Activity
Return every line of the data below word for word, including the punctuation.

Data
........
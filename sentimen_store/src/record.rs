use serde::{Deserialize, Serialize};

use sentimen::{Category, PredictionResult};

/// Format of the timestamps stored in records.
pub const TIMESTAMP_FORMAT: &str = "%Y-%m-%d %H:%M:%S";

/// Returns the current local time formatted with [`TIMESTAMP_FORMAT`].
pub fn timestamp() -> String {
    chrono::Local::now().format(TIMESTAMP_FORMAT).to_string()
}

fn round2(x: f64) -> f64 {
    (x * 100.).round() / 100.
}

/// One line of the prediction history.
#[derive(Clone, Debug, PartialEq, Serialize, Deserialize)]
pub struct PredictionRecord {
    pub timestamp: String,
    pub original_text: String,
    pub cleaned_text: String,
    pub predicted_label: Category,
    pub confidence: f64,
    pub prob_negative: f64,
    pub prob_neutral: f64,
    pub prob_positive: f64,
}

impl PredictionRecord {
    /// Creates a record stamped with the current time. Percentages are rounded to two
    /// decimals.
    pub fn new(original_text: &str, result: &PredictionResult) -> Self {
        let probabilities = result.probabilities();
        Self {
            timestamp: timestamp(),
            original_text: original_text.to_string(),
            cleaned_text: result.cleaned_text().to_string(),
            predicted_label: result.label(),
            confidence: round2(result.confidence()),
            prob_negative: round2(probabilities.get(Category::Negative)),
            prob_neutral: round2(probabilities.get(Category::Neutral)),
            prob_positive: round2(probabilities.get(Category::Positive)),
        }
    }
}

/// User judgement of one prediction.
#[derive(Clone, Debug, PartialEq, Serialize, Deserialize)]
pub struct FeedbackRecord {
    pub timestamp: String,
    pub original_text: String,
    pub predicted_label: Category,
    pub is_correct: bool,
    pub correct_label: Option<Category>,
    pub comment: String,
}

impl FeedbackRecord {
    /// Creates feedback accepting the prediction.
    pub fn correct(original_text: &str, predicted_label: Category) -> Self {
        Self {
            timestamp: timestamp(),
            original_text: original_text.to_string(),
            predicted_label,
            is_correct: true,
            correct_label: None,
            comment: String::new(),
        }
    }

    /// Creates feedback rejecting the prediction.
    ///
    /// # Arguments
    ///
    /// * `original_text` - Analyzed text.
    /// * `predicted_label` - Label returned by the predictor.
    /// * `correct_label` - Label the user expected, if given.
    pub fn incorrect(
        original_text: &str,
        predicted_label: Category,
        correct_label: Option<Category>,
    ) -> Self {
        Self {
            is_correct: false,
            correct_label,
            ..Self::correct(original_text, predicted_label)
        }
    }

    /// Attaches a free-form comment.
    pub fn comment<S>(mut self, comment: S) -> Self
    where
        S: Into<String>,
    {
        self.comment = comment.into();
        self
    }
}

/// Summary of the stored feedback.
#[derive(Clone, Copy, Debug, Default, PartialEq)]
pub struct FeedbackStats {
    pub total: usize,
    pub correct: usize,
    pub incorrect: usize,
    /// Share of correct predictions in percent, rounded to two decimals. 0 when no feedback
    /// exists.
    pub accuracy: f64,
}

impl FeedbackStats {
    pub fn from_records(records: &[FeedbackRecord]) -> Self {
        let total = records.len();
        let correct = records.iter().filter(|r| r.is_correct).count();
        let accuracy = if total == 0 {
            0.
        } else {
            round2(correct as f64 / total as f64 * 100.)
        };
        Self {
            total,
            correct,
            incorrect: total - correct,
            accuracy,
        }
    }
}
........
Answer
filename sentimen_store/src/record.rs
use serde::{Deserialize, Serialize};

use sentimen::{Category, PredictionResult};

/// Format of the timestamps stored in records.
pub const TIMESTAMP_FORMAT: &str = "%Y-%m-%d %H:%M:%S";

/// Returns the current local time formatted with [`TIMESTAMP_FORMAT`].
pub fn timestamp() -> String {
    chrono::Local::now().format(TIMESTAMP_FORMAT).to_string()
}

fn round2(x: f64) -> f64 {
    (x * 100.).round() / 100.
}

/// One line of the prediction history.
#[derive(Clone, Debug, PartialEq, Serialize, Deserialize)]
pub struct PredictionRecord {
    pub timestamp: String,
    pub original_text: String,
    pub cleaned_text: String,
    pub predicted_label: Category,
    pub confidence: f64,
    pub prob_negative: f64,
    pub prob_neutral: f64,
    pub prob_positive: f64,
}

impl PredictionRecord {
    /// Creates a record stamped with the current time. Percentages are rounded to two
    /// decimals.
    pub fn new(original_text: &str, result: &PredictionResult) -> Self {
        let probabilities = result.probabilities();
        Self {
            timestamp: timestamp(),
            original_text: original_text.to_string(),
            cleaned_text: result.cleaned_text().to_string(),
            predicted_label: result.label(),
            confidence: round2(result.confidence()),
            prob_negative: round2(probabilities.get(Category::Negative)),
            prob_neutral: round2(probabilities.get(Category::Neutral)),
            prob_positive: round2(probabilities.get(Category::Positive)),
        }
    }
}

/// User judgement of one prediction.
#[derive(Clone, Debug, PartialEq, Serialize, Deserialize)]
pub struct FeedbackRecord {
    pub timestamp: String,
    pub original_text: String,
    pub predicted_label: Category,
    pub is_correct: bool,
    pub correct_label: Option<Category>,
    pub comment: String,
}

impl FeedbackRecord {
    /// Creates feedback accepting the prediction.
    pub fn correct(original_text: &str, predicted_label: Category) -> Self {
        Self {
            timestamp: timestamp(),
            original_text: original_text.to_string(),
            predicted_label,
            is_correct: true,
            correct_label: None,
            comment: String::new(),
        }
    }

    /// Creates feedback rejecting the prediction.
    ///
    /// # Arguments
    ///
    /// * `original_text` - Analyzed text.
    /// * `predicted_label` - Label returned by the predictor.
    /// * `correct_label` - Label the user expected, if given.
    pub fn incorrect(
        original_text: &str,
        predicted_label: Category,
        correct_label: Option<Category>,
    ) -> Self {
        Self {
            is_correct: false,
            correct_label,
            ..Self::correct(original_text, predicted_label)
        }
    }

    /// Attaches a free-form comment.
    pub fn comment<S>(mut self, comment: S) -> Self
    where
        S: Into<String>,
    {
        self.comment = comment.into();
        self
    }
}

/// Summary of the stored feedback.
#[derive(Clone, Copy, Debug, Default, PartialEq)]
pub struct FeedbackStats {
    pub total: usize,
    pub correct: usize,
    pub incorrect: usize,
    /// Share of correct predictions in percent, rounded to two decimals. 0 when no feedback
    /// exists.
    pub accuracy: f64,
}

impl FeedbackStats {
    pub fn from_records(records: &[FeedbackRecord]) -> Self {
        let total = records.len();
        let correct = records.iter().filter(|r| r.is_correct).count();
        let accuracy = if total == 0 {
            0.
        } else {
            round2(correct as f64 / total as f64 * 100.)
        };
        Self {
            total,
            correct,
            incorrect: total - correct,
            accuracy,
        }
    }
}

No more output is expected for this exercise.